When you cuddle Lovot, you will, according to the company, “feel a sense of relief [and] contentment.” You’ll even get “a warm feeling inside” when you hold it, though it’s not clear if this is down to Lovot’s internal battery heating up or your own emotional response. Perhaps both?

Lovot’s website shows the robot mostly in the arms of happy-looking kids, though there’s also a photo of a woman doing yoga as two little Lovots trundle around her within petting distance. The promotional video, meanwhile, reveals the robot to be more lively than you might expect, with its expressive eyes and a range of body movements.

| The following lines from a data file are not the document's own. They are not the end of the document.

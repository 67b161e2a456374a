//! evaluation::evaluator — batch evaluation strategies.
//!
//! Purpose
//! -------
//! Define the [`Evaluator`] contract (evaluate a batch of points against an
//! objective) and the sequential reference implementation
//! [`SerialEvaluator`].
//!
//! Key behaviors
//! -------------
//! - Evaluators return one evaluated point per input point, with the
//!   coordinates preserved and the value filled in, or a [`BatchError`]
//!   carrying whatever was evaluated before the batch stopped.
//! - [`SerialEvaluator`] evaluates in input order on the calling thread.
//!   Without `continue_on_err` it stops at the first failure. With it, every
//!   point is evaluated, failures are recorded as `+inf`, and the batch
//!   error reports the **last** failure; earlier failures are superseded
//!   and only visible through the `warn` log.
//!
//! Invariants & assumptions
//! ------------------------
//! - Order-preserving evaluators (such as [`SerialEvaluator`]) return
//!   results in input order. Decorators are allowed to reorder (see
//!   [`CachingEvaluator`](crate::evaluation::cache::CachingEvaluator)), so
//!   consumers that need to match results to inputs should do so by
//!   coordinates.
//! - Implementations used concurrently must uphold the same one-result-per-
//!   input contract; nothing in this module spawns threads.
use log::warn;

use crate::evaluation::{
    errors::{BatchError, EvalResult, ObjectiveError},
    objective::Objective,
    point::Point,
};

/// Batch evaluation strategy over an [`Objective`].
pub trait Evaluator {
    /// Evaluate `points` with `obj`.
    ///
    /// Unevaluated points are never returned: on `Err`, `evaluated` holds only
    /// the points the evaluator actually finished.
    fn eval(&mut self, obj: &dyn Objective, points: &[Point]) -> EvalResult;
}

impl<E: Evaluator + ?Sized> Evaluator for Box<E> {
    fn eval(&mut self, obj: &dyn Objective, points: &[Point]) -> EvalResult {
        (**self).eval(obj, points)
    }
}

/// Sequential evaluator.
///
/// - `continue_on_err = false` (default): stop at the first failure and
///   return the points evaluated before it.
/// - `continue_on_err = true`: evaluate every point, record failures with
///   `val = +inf`, and report the last failure.
#[derive(Debug, Clone, Copy, Default, PartialEq, Eq)]
pub struct SerialEvaluator {
    pub continue_on_err: bool,
}

impl SerialEvaluator {
    pub fn new(continue_on_err: bool) -> Self {
        Self { continue_on_err }
    }
}

impl Evaluator for SerialEvaluator {
    fn eval(&mut self, obj: &dyn Objective, points: &[Point]) -> EvalResult {
        let mut results = Vec::with_capacity(points.len());
        let mut last_err: Option<ObjectiveError> = None;
        for p in points {
            let pos = p.pos.clone();
            match obj.objective(&pos) {
                Ok(val) => results.push(Point::new(pos, val)),
                Err(e) if !self.continue_on_err => {
                    return Err(BatchError::new(results, e));
                }
                Err(e) => {
                    if let Some(prev) = &last_err {
                        warn!("superseding earlier evaluation failure: {prev}");
                    }
                    warn!("evaluation {} failed, continuing: {e}", results.len());
                    results.push(Point::unevaluated(pos));
                    last_err = Some(e);
                }
            }
        }
        match last_err {
            Some(source) => Err(BatchError::new(results, source)),
            None => Ok(results),
        }
    }
}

In aiming to be the object of your affections while offering affection itself, Lovot joins other companion robots such as Aibo, Sony’s relaunched robotic mutt, and Paro, a robotic seal that’s used to reduce patient stress in some care homes in Japan. Groove X CEO Kaname Hayashi has extensive experience with these kinds of machines, as he also worked on the design of SoftBank’s Pepper robot, an android capable of understanding human emotions.

You can pre-order Lovot this month for a hefty $3,100, but it won’t be shipped until early 2020. A set of two costs $5,300, with shipping expected to begin a little earlier, in the fall of next year.